The Scale Problem
Scraping 100 pages is a script. Scraping 10 million pages is an engineering challenge. As you scale web scraping, every part of your system gets stressed — network I/O, CPU, memory, storage, and proxy costs.
I've built scrapers that process millions of pages. Here's what actually matters at scale.
The Scaling Tiers
| Scale | Pages | Architecture | Typical Infra |
|---|---|---|---|
| Small | 1-10K | Single script | Laptop |
| Medium | 10K-100K | Async + queue | Single server |
| Large | 100K-1M | Distributed workers | Multiple servers |
| Massive | 1M-10M+ | Full pipeline | Cloud + managed services |
Tier 1: Getting to 10K Pages
The first optimization: go async. A synchronous scraper hitting one page at a time wastes 95% of its time waiting for network responses.
Synchronous (Slow)
# Implementation is proprietary (that IS the moat).
# Skip the build — use our ready-made Apify actor:
# see the CTA below for the link (fpr=yw6md3).
Async (Fast)
import asyncio
import aiohttp
async def scrape_async(urls, concurrency=20):
semaphore = asyncio.Semaphore(concurrency)
results = []
async def fetch(session, url):
async with semaphore:
try:
async with session.get(url, timeout=aiohttp.ClientTimeout(total=30)) as response:
html = await response.text()
return parse(html)
except Exception as e:
return {'url': url, 'error': str(e)}
async with aiohttp.ClientSession() as session:
tasks = [fetch(session, url) for url in urls]
results = await asyncio.gather(*tasks, return_exceptions=True)
return [r for r in results if r is not None]
# 1000 pages at 20 concurrent = ~50 seconds
Tier 2: Getting to 100K Pages
At 100K pages, you need:
- URL queue management — Don't hold all URLs in memory
- Deduplication — Avoid re-scraping the same pages
- Error handling — Retry failures without losing progress
- Rate limiting — Respect targets without getting banned
URL Queue with Redis
import redis
import hashlib
import json
class URLQueue:
def __init__(self, redis_url='redis://localhost:6379'):
self.redis = redis.from_url(redis_url)
self.queue_key = 'scraper:queue'
self.seen_key = 'scraper:seen'
self.failed_key = 'scraper:failed'
def add(self, url, priority=0):
url_hash = hashlib.md5(url.encode()).hexdigest()
if not self.redis.sismember(self.seen_key, url_hash):
self.redis.zadd(self.queue_key, {url: priority})
self.redis.sadd(self.seen_key, url_hash)
return True
return False
def get_batch(self, batch_size=100):
urls = self.redis.zpopmin(self.queue_key, batch_size)

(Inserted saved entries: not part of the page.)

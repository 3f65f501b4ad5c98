//! Manim CLI renderer

use std::path::{Path, PathBuf};
use std::process::Stdio;
use std::sync::atomic::{AtomicU64, Ordering};
use std::time::Duration;

use async_trait::async_trait;
use sha2::{Digest, Sha256};
use tokio::io::{AsyncRead, AsyncReadExt, AsyncWriteExt};
use tokio::process::{Child, Command};
use tokio::task::JoinHandle;
use tokio::time::Instant;

use crate::classify::timeout_diagnostic;
use crate::config::RenderConfig;
use crate::generator::CandidateArtifact;
use crate::render::{OutputTarget, QualityPreset, RenderError, RenderOutcome, Renderer, SCENE_CLASS};
use crate::session::naming::claim_versioned_file;

/// Grace period for draining pipes once the engine's group is gone
const DRAIN_AFTER_KILL: Duration = Duration::from_secs(2);

/// Distinguishes media dirs of renders running in this process
static RUN_SEQ: AtomicU64 = AtomicU64::new(0);

/// Renders through the `manim` command-line tool.
///
/// Scripts are written to the cache directory, named after a hash of their
/// contents. Each render gets a private media dir under the cache, so runs
/// never see each other's output. The finished video is copied into a newly
/// created versioned file in the target directory.
#[derive(Debug, Clone)]
pub struct ManimRenderer {
    engine: String,
    cache_dir: PathBuf,
    timeout: Duration,
}

/// Exit status and combined output of one engine run
struct EngineRun {
    exit_code: Option<i32>,
    output: String,
    timed_out: bool,
}

/// The engine child and its process group.
///
/// Dropping it kills the whole group, so ffmpeg or LaTeX children die with
/// the engine even when the render future is abandoned mid-run.
struct EngineProcess {
    child: Child,
    group: Option<u32>,
}

impl EngineProcess {
    fn spawn(cmd: &mut Command) -> std::io::Result<Self> {
        let child = cmd.spawn()?;
        let group = child.id();
        Ok(Self { child, group })
    }

    /// SIGKILL everything left in the group; only the first call signals
    fn kill_group(&mut self) {
        if let Some(pid) = self.group.take() {
            kill_process_group(pid);
        }
    }
}

impl Drop for EngineProcess {
    fn drop(&mut self) {
        self.kill_group();
    }
}

#[cfg(unix)]
fn kill_process_group(pid: u32) {
    let group = format!("-{}", pid);
    let result = std::process::Command::new("kill")
        .args(["-KILL", "--", group.as_str()])
        .stdin(Stdio::null())
        .stdout(Stdio::null())
        .stderr(Stdio::null())
        .status();
    if let Err(e) = result {
        log::warn!("Failed to kill process group {}: {}", pid, e);
    }
}

#[cfg(not(unix))]
fn kill_process_group(_pid: u32) {}

impl ManimRenderer {
    pub fn new(engine: impl Into<String>, cache_dir: impl Into<PathBuf>, timeout: Duration) -> Self {
        Self {
            engine: engine.into(),
            cache_dir: cache_dir.into(),
            timeout,
        }
    }

    pub fn from_config(config: &RenderConfig) -> Self {
        Self::new(
            config.engine.clone(),
            config.cache_dir.clone(),
            Duration::from_millis(config.timeout_ms),
        )
    }

    /// `<cache_dir>/scene_<first 12 hex of sha256>.py`
    fn script_path(&self, code: &str) -> PathBuf {
        let digest = Sha256::digest(code.as_bytes());
        let short = &hex::encode(digest)[..12];
        self.cache_dir.join(format!("scene_{}.py", short))
    }

    async fn write_script(&self, code: &str) -> Result<PathBuf, RenderError> {
        tokio::fs::create_dir_all(&self.cache_dir).await?;
        let path = self.script_path(code);
        tokio::fs::write(&path, code).await?;
        Ok(path)
    }

    /// Fresh `<cache_dir>/media/<script>-<pid>-<seq>` for one render
    async fn create_media_dir(&self, script: &Path) -> Result<PathBuf, RenderError> {
        let stem = script.file_stem().map(|s| s.to_string_lossy().into_owned()).unwrap_or_default();
        let run = RUN_SEQ.fetch_add(1, Ordering::Relaxed);
        let dir = self
            .cache_dir
            .join("media")
            .join(format!("{}-{}-{}", stem, std::process::id(), run));
        tokio::fs::create_dir_all(&dir).await?;
        Ok(dir)
    }

    fn command(&self, script: &Path, quality: QualityPreset, media_dir: &Path) -> Command {
        let mut cmd = Command::new(&self.engine);
        cmd.arg(quality.profile().flag)
            .arg("--output_file")
            .arg(SCENE_CLASS)
            .arg("--media_dir")
            .arg(media_dir)
            .arg(script)
            .arg(SCENE_CLASS)
            .stdin(Stdio::null())
            .stdout(Stdio::piped())
            .stderr(Stdio::piped())
            .kill_on_drop(true);

        // own process group, so ffmpeg/latex children can be killed with the engine
        #[cfg(unix)]
        cmd.process_group(0);

        cmd
    }

    /// Run the engine under one wall-clock deadline that covers both the
    /// wait and the collection of its output.
    async fn run(&self, mut cmd: Command) -> Result<EngineRun, RenderError> {
        let mut process = match EngineProcess::spawn(&mut cmd) {
            Ok(process) => process,
            Err(e) if e.kind() == std::io::ErrorKind::NotFound => {
                return Err(RenderError::EngineMissing(self.engine.clone()));
            }
            Err(e) => return Err(e.into()),
        };

        let stdout = spawn_reader(process.child.stdout.take());
        let stderr = spawn_reader(process.child.stderr.take());
        let deadline = Instant::now() + self.timeout;

        let (exit_code, timed_out) = match tokio::time::timeout_at(deadline, process.child.wait()).await {
            Ok(status) => (status?.code(), false),
            Err(_) => {
                log::warn!("Render exceeded {:?}, killing engine", self.timeout);
                (None, true)
            }
        };

        // stragglers that outlived the engine would hold its pipes open
        process.kill_group();
        if timed_out {
            if let Err(e) = process.child.kill().await {
                log::debug!("Engine already gone: {}", e);
            }
        }

        let drain_until = deadline.max(Instant::now() + DRAIN_AFTER_KILL);
        let stdout = drain(stdout, drain_until).await;
        let stderr = drain(stderr, drain_until).await;

        Ok(EngineRun {
            exit_code,
            output: join_output(stdout, stderr),
            timed_out,
        })
    }

    /// Copy `video` into a newly claimed versioned file of `target`
    async fn publish(&self, video: &Path, target: &OutputTarget) -> Result<PathBuf, RenderError> {
        tokio::fs::create_dir_all(&target.dir).await?;
        let (path, mut file) = claim_versioned_file(&target.dir, &target.slug, target.first_version).await?;

        let copied = async {
            let mut source = tokio::fs::File::open(video).await?;
            tokio::io::copy(&mut source, &mut file).await?;
            file.flush().await
        }
        .await;

        if let Err(e) = copied {
            // leave no empty or partial video behind under a claimed name
            if let Err(remove) = tokio::fs::remove_file(&path).await {
                log::warn!("Failed to remove {}: {}", path.display(), remove);
            }
            return Err(e.into());
        }
        Ok(path)
    }
}

fn spawn_reader<R>(pipe: Option<R>) -> JoinHandle<Vec<u8>>
where
    R: AsyncRead + Unpin + Send + 'static,
{
    tokio::spawn(async move {
        let mut buf = Vec::new();
        if let Some(mut pipe) = pipe {
            if let Err(e) = pipe.read_to_end(&mut buf).await {
                log::debug!("Engine pipe read failed: {}", e);
            }
        }
        buf
    })
}

/// Whatever a reader collected by `until`; a descendant that escaped the
/// process group may keep the pipe open forever
async fn drain(reader: JoinHandle<Vec<u8>>, until: Instant) -> Vec<u8> {
    let abort = reader.abort_handle();
    match tokio::time::timeout_at(until, reader).await {
        Ok(joined) => joined.unwrap_or_default(),
        Err(_) => {
            abort.abort();
            Vec::new()
        }
    }
}

fn join_output(stdout: Vec<u8>, stderr: Vec<u8>) -> String {
    let mut output = String::from_utf8_lossy(&stdout).into_owned();
    output.push_str(&String::from_utf8_lossy(&stderr));
    output
}

/// Locate the video the engine produced for `script` in its private media dir.
///
/// Looks in the preset's own directory first, then takes the newest mp4
/// anywhere under the media dir.
fn find_video(media_dir: &Path, script: &Path, quality: QualityPreset) -> Option<PathBuf> {
    let stem = script.file_stem()?.to_string_lossy().into_owned();
    let expected = media_dir
        .join("videos")
        .join(&stem)
        .join(quality.profile().dir_name())
        .join(format!("{}.mp4", SCENE_CLASS));
    if expected.is_file() {
        return Some(expected);
    }

    let pattern = format!("{}/**/*.mp4", media_dir.display());
    glob::glob(&pattern)
        .ok()?
        .filter_map(|entry| entry.ok())
        .filter(|path| !path.components().any(|c| c.as_os_str() == "partial_movie_files"))
        .filter_map(|path| {
            let modified = std::fs::metadata(&path).and_then(|m| m.modified()).ok()?;
            Some((modified, path))
        })
        .max_by_key(|(modified, _)| *modified)
        .map(|(_, path)| path)
}

async fn remove_media_dir(media_dir: &Path) {
    if let Err(e) = tokio::fs::remove_dir_all(media_dir).await {
        log::debug!("Failed to remove {}: {}", media_dir.display(), e);
    }
}

#[async_trait]
impl Renderer for ManimRenderer {
    async fn render(
        &self,
        artifact: &CandidateArtifact,
        quality: QualityPreset,
        target: &OutputTarget,
    ) -> Result<RenderOutcome, RenderError> {
        let script = self.write_script(&artifact.code).await?;
        let media_dir = self.create_media_dir(&script).await?;
        let profile = quality.profile();

        log::info!(
            "Rendering {} at {} quality, {} {}fps {}kbps (attempt {})",
            script.display(),
            quality,
            profile.resolution(),
            profile.fps,
            profile.bitrate_kbps,
            artifact.attempt
        );

        let outcome = self.render_in(&script, quality, &media_dir, target).await;
        remove_media_dir(&media_dir).await;
        outcome
    }
}

impl ManimRenderer {
    async fn render_in(
        &self,
        script: &Path,
        quality: QualityPreset,
        media_dir: &Path,
        target: &OutputTarget,
    ) -> Result<RenderOutcome, RenderError> {
        let run = self.run(self.command(script, quality, media_dir)).await?;

        if run.timed_out {
            return Ok(RenderOutcome::Failure {
                exit_code: None,
                diagnostic_text: timeout_diagnostic(self.timeout, &run.output),
            });
        }

        if run.exit_code != Some(0) {
            log::info!("Engine exited with {:?}", run.exit_code);
            return Ok(RenderOutcome::Failure {
                exit_code: run.exit_code,
                diagnostic_text: run.output,
            });
        }

        match find_video(media_dir, script, quality) {
            Some(found) => {
                let video_path = self.publish(&found, target).await?;
                log::info!("Rendered video: {}", video_path.display());
                Ok(RenderOutcome::Success { video_path })
            }
            None => {
                let mut diagnostic_text = run.output;
                if !diagnostic_text.is_empty() && !diagnostic_text.ends_with('\n') {
                    diagnostic_text.push('\n');
                }
                diagnostic_text.push_str(&format!(
                    "engine exited cleanly but produced no video; is the scene class named {}?",
                    SCENE_CLASS
                ));
                Ok(RenderOutcome::Failure {
                    exit_code: Some(0),
                    diagnostic_text,
                })
            }
        }
    }
}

return [url.decode() for url, _ in urls]
def mark_failed(self, url, error):
self.redis.hset(self.failed_key, url, json.dumps({
'error': str(error),
'timestamp': time.time()
}))
@property
def size(self):
return self.redis.zcard(self.queue_key)
@property
def seen_count(self):
return self.redis.scard(self.seen_key)
Deduplication with Bloom Filters
For millions of URLs, a set uses too much memory. Use a Bloom filter:
from pybloom_live import BloomFilter
class URLDeduplicator:
def __init__(self, capacity=10_000_000, error_rate=0.001):
self.bloom = BloomFilter(capacity=capacity, error_rate=error_rate)
def is_new(self, url):
normalized = url.rstrip('/').lower()
if normalized in self.bloom:
return False
self.bloom.add(normalized)
return True
dedup = URLDeduplicator()
assert dedup.is_new('https://example.com/page1') == True
assert dedup.is_new('https://example.com/page1') == False # Already seen
Tier 3: Getting to 1M Pages
At this scale, you need distributed workers and robust proxy management.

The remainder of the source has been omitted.